## INPUT MATERIAL
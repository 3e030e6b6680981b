//! Per-intent fill pipeline.
//!
//! Each discovered intent is marked in the [`FillTracker`] before anything
//! else happens, so a second discovery of the same id is skipped while the
//! first is in flight or after it has finished. The mark is dropped again only
//! when settlement fails, which lets a later scan retry it. An intent whose
//! ledger record cannot be read stays marked, so it never holds the discovery
//! cursor back.

use alloy::primitives::utils::format_ether;
use async_trait::async_trait;
use solver_delivery::DeliveryService;
use solver_order::{FillState, FillTracker, OrderService};
use solver_routing::{format_route, RouteResolver};
use solver_settlement::{ScheduledPayout, SettlementService};
use solver_types::{
	current_timestamp, truncate_id, DiscoveredIntent, EventBus, FillOutcome, HandlerError, Intent,
	IntentHandler, IntentId, OrderEvent, SkipReason, SolverEvent,
};
use solver_xcm::{address_to_account_id, build_cross_chain_transfer, build_simple_transfer};
use std::sync::{Arc, Mutex};

pub struct FillPipeline {
	order: OrderService,
	tracker: FillTracker,
	routes: RouteResolver,
	delivery: Arc<DeliveryService>,
	settlement: Arc<SettlementService>,
	event_bus: EventBus,
	payouts: Mutex<Vec<ScheduledPayout>>,
	clock: fn() -> u64,
}

impl FillPipeline {
	pub fn new(
		order: OrderService,
		routes: RouteResolver,
		delivery: Arc<DeliveryService>,
		settlement: Arc<SettlementService>,
		event_bus: EventBus,
	) -> Self {
		Self {
			order,
			tracker: FillTracker::new(),
			routes,
			delivery,
			settlement,
			event_bus,
			payouts: Mutex::new(Vec::new()),
			clock: current_timestamp,
		}
	}

	/// Replaces the unix-time source used for deadline checks and claim times.
	pub fn with_clock(mut self, clock: fn() -> u64) -> Self {
		self.clock = clock;
		self
	}

	pub fn tracker(&self) -> &FillTracker {
		&self.tracker
	}

	/// Runs one intent through the fill state machine.
	pub async fn process(&self, discovered: &DiscoveredIntent) -> FillOutcome {
		let id = discovered.id;
		let short_id = truncate_id(&id.to_string());

		if !self.tracker.try_begin(id) {
			tracing::debug!(intent_id = %short_id, "Already processed");
			return self.skip(id, SkipReason::Duplicate);
		}

		tracing::info!(intent_id = %short_id, "Attempting to fill intent");

		let intent = match self.order.fetch_intent(id).await {
			Ok(intent) => intent,
			Err(e) => {
				self.tracker.finish(id, FillState::Unreadable);
				tracing::warn!(intent_id = %short_id, "Failed to read intent: {}", e);
				return self.skip(id, SkipReason::Unreadable(e.to_string()));
			}
		};

		if let Err(reason) = self.order.validate(&intent, (self.clock)()) {
			self.tracker.finish(id, FillState::Closed);
			tracing::info!(intent_id = %short_id, "Skipping: {}", reason);
			return self.skip(id, reason);
		}

		self.describe(&intent).await;

		match self.settle(&intent).await {
			Ok(receipt) => {
				self.tracker.finish(id, FillState::Filled);
				tracing::info!(
					intent_id = %short_id,
					block = receipt.block_number,
					"Filled"
				);
				self.event_bus
					.publish(SolverEvent::Order(OrderEvent::Filled {
						intent_id: id,
						receipt,
					}));

				let payout = self.settlement.schedule_payout(id, (self.clock)());
				let claim_at = payout.claim_at;
				self.track_payout(payout);

				FillOutcome::Filled {
					intent_id: id,
					receipt,
					claim_at,
				}
			}
			Err(error) => {
				self.tracker.release(&id);
				tracing::error!(intent_id = %short_id, "Failed to fill: {}", error);
				self.event_bus
					.publish(SolverEvent::Order(OrderEvent::FillFailed {
						intent_id: id,
						error: error.clone(),
					}));
				FillOutcome::Skipped(SkipReason::Failed(error))
			}
		}
	}

	/// Logs the intent, its route and the cross-chain payload it maps to.
	async fn describe(&self, intent: &Intent) {
		tracing::info!(
			user = %intent.user,
			amount = %format_ether(intent.amount_in),
			max_fee = %format_ether(intent.max_fee),
			"Intent details"
		);

		let route = self
			.routes
			.resolve(intent.from_chain_id, intent.to_chain_id)
			.await;
		tracing::info!(
			route = %format_route(&route.path),
			cost = route.cost,
			source = %route.source,
			"Resolved route"
		);

		let payload = xcm_payload(intent);
		tracing::debug!(
			bytes = payload.len().saturating_sub(2) / 2,
			"Built XCM payload {}",
			truncate_id(&payload)
		);
	}

	async fn settle(&self, intent: &Intent) -> Result<solver_types::TransactionReceipt, String> {
		let tx = self
			.order
			.generate_fill_transaction(intent)
			.await
			.map_err(|e| e.to_string())?;

		self.delivery
			.deliver_and_confirm(tx)
			.await
			.map_err(|e| e.to_string())
	}

	fn skip(&self, intent_id: IntentId, reason: SkipReason) -> FillOutcome {
		self.event_bus
			.publish(SolverEvent::Order(OrderEvent::Skipped {
				intent_id,
				reason: reason.clone(),
			}));
		FillOutcome::Skipped(reason)
	}

	fn track_payout(&self, payout: ScheduledPayout) {
		match self.payouts.lock() {
			Ok(mut payouts) => payouts.push(payout),
			Err(_) => tracing::warn!(
				intent_id = %truncate_id(&payout.intent_id.to_string()),
				claim_at = payout.claim_at,
				"Payout list poisoned, claim runs untracked"
			),
		}
	}

	/// Drops handles of payout claims that have already run.
	pub fn prune_payouts(&self) -> usize {
		match self.payouts.lock() {
			Ok(mut payouts) => {
				payouts.retain(|payout| !payout.handle.is_finished());
				payouts.len()
			}
			Err(_) => 0,
		}
	}

	/// Takes every scheduled payout handle out of the pipeline.
	pub fn take_payouts(&self) -> Vec<ScheduledPayout> {
		self.payouts
			.lock()
			.map(|mut payouts| std::mem::take(&mut *payouts))
			.unwrap_or_default()
	}
}

/// Transfer program for the intent's user: a local deposit when source and
/// destination are the same chain, otherwise a reserve transfer to the
/// destination parachain.
fn xcm_payload(intent: &Intent) -> String {
	let beneficiary = address_to_account_id(intent.user);
	if intent.from_chain_id == intent.to_chain_id {
		build_simple_transfer(intent.amount_in, &beneficiary)
	} else {
		build_cross_chain_transfer(intent.amount_in, &beneficiary, intent.to_chain_id)
	}
}

#[async_trait]
impl IntentHandler for FillPipeline {
	async fn handle_intent(&self, intent: &DiscoveredIntent) -> Result<(), HandlerError> {
		self.process(intent).await;
		Ok(())
	}
}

## EXERCISE INSTRUCTIONS
Which lines of the listing contain the string "destination"? Copy each of them.

## RESULT OF THIS EXERCISE
/// destination are the same chain, otherwise a reserve transfer to the
/// destination parachain.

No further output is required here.